DATASET RECORDS Start Marker

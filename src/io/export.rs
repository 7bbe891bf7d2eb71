// Copyright (c) 2025, Jason Jenkins
// SPDX-License-Identifier: BSD-3-Clause

//! Saving and loading captures.
//!
//! A capture is a `<name>.png` image with a `<name>.png.json` sidecar
//! holding the annotation metadata.

use super::media::{load_frame, Frame};
use crate::models::metadata::ImageMetaData;
use anyhow::{bail, Context, Result};
use std::path::{Path, PathBuf};

/// Files written by [`save_capture`].
#[derive(Debug, Clone, PartialEq)]
pub struct SavedCapture {
    pub image: PathBuf,
    pub metadata: PathBuf,
}

/// Path of the metadata sidecar for an image.
pub fn sidecar_path(image: &Path) -> PathBuf {
    let mut name = image.as_os_str().to_owned();
    name.push(".json");
    PathBuf::from(name)
}

/// Check a capture base name is usable as a file name.
pub fn validate_capture_name(name: &str) -> Result<()> {
    let name = name.trim();
    if name.is_empty() {
        bail!("Name must not be empty");
    }
    if name == "." || name == ".." || name.contains(['/', '\\']) {
        bail!("Name must be a plain file name: {name}");
    }
    Ok(())
}

/// Export metadata to pretty-printed JSON.
pub fn export_json(data: &ImageMetaData, path: &Path) -> Result<()> {
    let json = serde_json::to_string_pretty(data)?;
    std::fs::write(path, json)
        .with_context(|| format!("Failed to write {}", path.display()))?;
    Ok(())
}

/// Import metadata from JSON.
pub fn import_json(path: &Path) -> Result<ImageMetaData> {
    let json = std::fs::read_to_string(path)
        .with_context(|| format!("Failed to read {}", path.display()))?;
    let data = serde_json::from_str(&json)
        .with_context(|| format!("Failed to parse {}", path.display()))?;
    Ok(data)
}

/// Write `frame` as `<dir>/<name>.png` and `metadata` next to it.
pub fn save_capture(
    dir: &Path,
    name: &str,
    frame: &Frame,
    metadata: &ImageMetaData,
) -> Result<SavedCapture> {
    validate_capture_name(name)?;
    let image = dir.join(format!("{}.png", name.trim()));
    let sidecar = sidecar_path(&image);

    let png = frame.to_png()?;
    std::fs::write(&image, png)
        .with_context(|| format!("Failed to write {}", image.display()))?;
    export_json(metadata, &sidecar)?;

    log::info!(
        "Saved capture {} with {} annotations",
        image.display(),
        metadata.annotations.len()
    );
    Ok(SavedCapture {
        image,
        metadata: sidecar,
    })
}

/// Load an image and, if one exists, its metadata sidecar.
pub fn load_capture(image: &Path) -> Result<(Frame, Option<ImageMetaData>)> {
    let frame = load_frame(image)?;
    let sidecar = sidecar_path(image);
    let metadata = if sidecar.is_file() {
        let data = import_json(&sidecar)?;
        log::info!(
            "Imported {} annotations from {}",
            data.annotations.len(),
            sidecar.display()
        );
        Some(data)
    } else {
        None
    };
    Ok((frame, metadata))
}

#[cfg(test)]
mod tests {
    use super::*;
    use crate::models::annotation::{Annotation, Geometry};
    use crate::models::definition::{Definition, DefinitionType};

    fn sample_metadata() -> ImageMetaData {
        let mut meta = ImageMetaData::new();
        let mut def = Definition::draft("a1", DefinitionType::Ocr);
        def.name = "Title".into();
        def.display_name = "Title text".into();
        let mut ann = Annotation::with_id(
            "a1",
            Geometry::Rect {
                x1: 1.0,
                y1: 2.0,
                x2: 30.0,
                y2: 40.0,
            },
        );
        ann.tip = Some("Title text".into());
        meta.insert(ann, def);
        meta
    }

    fn sample_frame() -> Frame {
        Frame::from_rgba(image::RgbaImage::from_pixel(
            8,
            6,
            image::Rgba([200, 100, 50, 255]),
        ))
    }

    #[test]
    fn test_sidecar_path() {
        assert_eq!(
            sidecar_path(Path::new("/tmp/foo.png")),
            PathBuf::from("/tmp/foo.png.json")
        );
    }

    #[test]
    fn test_save_writes_both_files() {
        let tmp = tempfile::tempdir().unwrap();
        let meta = sample_metadata();

        let saved = save_capture(tmp.path(), "foo", &sample_frame(), &meta).unwrap();
        assert_eq!(saved.image, tmp.path().join("foo.png"));
        assert_eq!(saved.metadata, tmp.path().join("foo.png.json"));

        let json = std::fs::read_to_string(&saved.metadata).unwrap();
        assert!(json.contains('\n'), "metadata should be pretty-printed");
        let restored: ImageMetaData = serde_json::from_str(&json).unwrap();
        assert_eq!(restored, meta);
    }

    #[test]
    fn test_load_capture_reads_sidecar() {
        let tmp = tempfile::tempdir().unwrap();
        let meta = sample_metadata();
        let saved = save_capture(tmp.path(), "shot", &sample_frame(), &meta).unwrap();

        let (frame, loaded) = load_capture(&saved.image).unwrap();
        assert_eq!((frame.width(), frame.height()), (8, 6));
        assert_eq!(loaded, Some(meta));
    }

    #[test]
    fn test_load_capture_without_sidecar() {
        let tmp = tempfile::tempdir().unwrap();
        let path = tmp.path().join("bare.png");
        std::fs::write(&path, sample_frame().to_png().unwrap()).unwrap();

        let (_, loaded) = load_capture(&path).unwrap();
        assert_eq!(loaded, None);
    }

    #[test]
    fn test_save_into_missing_directory_fails() {
        let tmp = tempfile::tempdir().unwrap();
        let missing = tmp.path().join("nope");
        let result = save_capture(&missing, "foo", &sample_frame(), &sample_metadata());
        assert!(result.is_err());
    }

    #[test]
    fn test_name_validation() {
        assert!(validate_capture_name("home_button").is_ok());
        assert!(validate_capture_name("  ").is_err());
        assert!(validate_capture_name("..").is_err());
        assert!(validate_capture_name("a/b").is_err());
        assert!(validate_capture_name("a\\b").is_err());
    }
}
// Copyright (c) 2025, Jason Jenkins
// SPDX-License-Identifier: BSD-3-Clause

//! Code snippets generated for each tool.

use crate::models::{annotation::Annotation, definition::Definition, tool::Tool};

/// Script loaded when nothing has been saved yet.
pub const DEFAULT_SCRIPT: &str = "from kotonebot import *
from kotonebot.tasks import R
from kotonebot.backend.context import ContextStackVars

ContextStackVars.screenshot_mode = 'manual'

device.screenshot()
";

type Template = fn(&Definition, &Annotation) -> String;

fn find_image(d: &Definition, _a: &Annotation) -> String {
    format!("image.find(R.{})", d.name)
}

fn find_image_and_click(d: &Definition, _a: &Annotation) -> String {
    format!("if image.find(R.{}):\n\tdevice.click()", d.name)
}

fn find_text(d: &Definition, _a: &Annotation) -> String {
    format!("ocr.ocr(R.{})", d.name)
}

fn find_text_and_click(d: &Definition, _a: &Annotation) -> String {
    format!("if ocr.ocr(R.{}):\n\tdevice.click()", d.name)
}

fn template_for(tool: Tool) -> Option<Template> {
    match tool {
        Tool::Template => Some(find_image),
        Tool::TemplateClick => Some(find_image_and_click),
        Tool::Ocr => Some(find_text),
        Tool::OcrClick => Some(find_text_and_click),
        Tool::Drag | Tool::HintBox => None,
    }
}

/// Render the snippet for `tool`, if the tool generates code.
pub fn render(tool: Tool, definition: &Definition, annotation: &Annotation) -> Option<String> {
    template_for(tool).map(|t| t(definition, annotation))
}

#[cfg(test)]
mod tests {
    use super::*;
    use crate::models::annotation::Geometry;
    use crate::models::definition::DefinitionType;

    fn named(name: &str) -> (Definition, Annotation) {
        let mut d = Definition::draft("id", DefinitionType::Template);
        d.name = name.to_string();
        (d, Annotation::with_id("id", Geometry::Point { x: 0.0, y: 0.0 }))
    }

    #[test]
    fn test_snippets() {
        let (d, a) = named("X");
        assert_eq!(render(Tool::Template, &d, &a).unwrap(), "image.find(R.X)");
        assert_eq!(
            render(Tool::TemplateClick, &d, &a).unwrap(),
            "if image.find(R.X):\n\tdevice.click()"
        );
        assert_eq!(render(Tool::Ocr, &d, &a).unwrap(), "ocr.ocr(R.X)");
        assert_eq!(
            render(Tool::OcrClick, &d, &a).unwrap(),
            "if ocr.ocr(R.X):\n\tdevice.click()"
        );
    }

    #[test]
    fn test_no_code_tools() {
        let (d, a) = named("X");
        assert!(render(Tool::Drag, &d, &a).is_none());
        assert!(render(Tool::HintBox, &d, &a).is_none());
    }
}
impl Session {
    pub fn new(script: impl Into<String>, directory: Option<PathBuf>, auto_capture: bool) -> Self {
        Self {
            tool: Tool::Drag,
            script: ScriptBuffer::new(script),
            metadata: ImageMetaData::new(),
            frame: None,
            edit_mode: false,
            auto_capture,
            connected: false,
            directory,
            notice: None,
            pending: None,
        }
    }

    pub fn notify(&mut self, level: NoticeLevel, text: impl Into<String>) {
        let text = text.into();
        match level {
            NoticeLevel::Info => log::info!("{}", text),
            NoticeLevel::Warning => log::warn!("{}", text),
            NoticeLevel::Error => log::error!("{}", text),
        }
        self.notice = Some(Notice { level, text });
    }

    /// Pick a tool from the toolbar or a hotkey.
    pub fn select_tool(&mut self, picked: Tool) {
        self.tool = self.tool.toggled(picked);
    }

    pub fn pending(&self) -> Option<&PendingAdd> {
        self.pending.as_ref()
    }

    /// Apply a canvas event. Returns true when the naming dialog must open.
    pub fn on_annotation_event(&mut self, event: AnnotationEvent) -> bool {
        if self.pending.is_some() && matches!(event, AnnotationEvent::Add(_)) {
            log::warn!("Ignoring new annotation while another one is being named");
            return false;
        }
        match handle_event(&mut self.metadata, event, self.tool) {
            Handled::Prompt(pending) => {
                self.pending = Some(pending);
                true
            }
            Handled::Applied | Handled::Ignored => false,
        }
    }

    /// Name the pending annotation. An invalid form keeps it pending.
    pub fn confirm_pending(&mut self, form: &NameForm) -> Result<Option<String>, FormError> {
        form.validate()?;
        let Some(pending) = self.pending.take() else {
            return Ok(None);
        };
        let snippet = pending.commit(&mut self.metadata, form, &mut self.script);
        self.tool = Tool::Drag;
        Ok(snippet)
    }

    /// Drop the pending annotation as if it was never drawn.
    pub fn cancel_pending(&mut self) {
        if let Some(pending) = self.pending.take() {
            pending.rollback(&mut self.metadata);
        }
        self.tool = Tool::Drag;
    }

    /// Freeze the current frame for annotating. Needs a directory to save into.
    pub fn enter_edit_mode(&mut self) -> bool {
        if self.directory.is_none() {
            self.notify(NoticeLevel::Warning, "Open a folder before editing");
            return false;
        }
        if self.frame.is_none() {
            self.notify(NoticeLevel::Warning, "No screenshot to edit yet");
            return false;
        }
        self.edit_mode = true;
        self.auto_capture = false;
        log::info!("Entered edit mode");
        true
    }

    /// Leave edit mode throwing away all annotations.
    pub fn cancel_edit(&mut self) {
        self.cancel_pending();
        self.metadata.clear();
        self.tool = Tool::Drag;
        self.edit_mode = false;
        log::info!("Left edit mode without saving");
    }

    /// Save the frame and its annotations as `<name>.png` and `<name>.png.json`.
    /// Only on success is the store cleared and edit mode left.
    pub fn save_edit(&mut self, name: &str) -> Result<SavedCapture> {
        if self.pending.is_some() {
            return Err(anyhow!("Name the new annotation before saving"));
        }
        let dir = self
            .directory
            .clone()
            .ok_or_else(|| anyhow!("No folder selected"))?;
        let frame = self
            .frame
            .as_ref()
            .ok_or_else(|| anyhow!("No screenshot to save"))?;

        let saved = save_capture(&dir, name, frame, &self.metadata)?;
        self.metadata.clear();
        self.tool = Tool::Drag;
        self.edit_mode = false;
        Ok(saved)
    }

    /// Apply a finished capture. Frames never replace the image being edited.
    pub fn apply_capture(&mut self, event: CaptureEvent) {
        match event.result {
            Ok(frame) => {
                if !self.connected {
                    log::info!("Device connected");
                }
                self.connected = true;
                if self.edit_mode {
                    log::debug!("Ignoring {:?} capture in edit mode", event.origin);
                    return;
                }
                // Annotations opened from disk belong to the old image
                if !self.metadata.is_empty() {
                    log::info!("Live screenshot replaced the opened capture");
                    self.metadata.clear();
                }
                self.frame = Some(frame);
            }
            Err(e) => {
                if self.connected || event.origin == CaptureOrigin::Manual {
                    self.notify(NoticeLevel::Warning, format!("Screenshot failed: {e}"));
                }
                self.connected = false;
            }
        }
    }

    /// Report a finished script run. Any answer from the device proves it
    /// is reachable; a transport failure proves it is not.
    pub fn apply_run(&mut self, outcome: Result<RunResult, DeviceError>) {
        match outcome {
            Ok(RunResult::Ok { result }) => {
                self.connected = true;
                match result {
                    Some(value) => self.notify(NoticeLevel::Info, format!("Run finished: {}", value)),
                    None => self.notify(NoticeLevel::Info, "Run finished"),
                }
            }
            Ok(RunResult::Error { message, traceback }) => {
                self.connected = true;
                if let Some(traceback) = traceback {
                    log::error!("Script traceback:\n{}", traceback);
                }
                self.notify(NoticeLevel::Error, format!("Run failed: {}", message));
            }
            Err(e) => {
                self.connected =
                    !matches!(e, DeviceError::Transport { .. } | DeviceError::Disconnected);
                self.notify(NoticeLevel::Error, format!("Failed to run script: {}", e));
            }
        }
    }

    /// Show an image opened from disk, with its metadata if it had any.
    pub fn open_capture(&mut self, frame: Frame, metadata: Option<ImageMetaData>) -> bool {
        if self.edit_mode {
            self.notify(
                NoticeLevel::Warning,
                "Finish or cancel editing before opening another image",
            );
            return false;
        }
        self.auto_capture = false;
        self.frame = Some(frame);
        self.metadata = metadata.unwrap_or_default();
        true
    }
}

DATASET RECORDS End Marker

## [WORK INSTRUCTIONS]
Check each line of the data above, and please copy the ones in which the string "must" occurs.

## [COMPLETED TASK]
        bail!("Name must not be empty");
        bail!("Name must be a plain file name: {name}");
    /// Apply a canvas event. Returns true when the naming dialog must open.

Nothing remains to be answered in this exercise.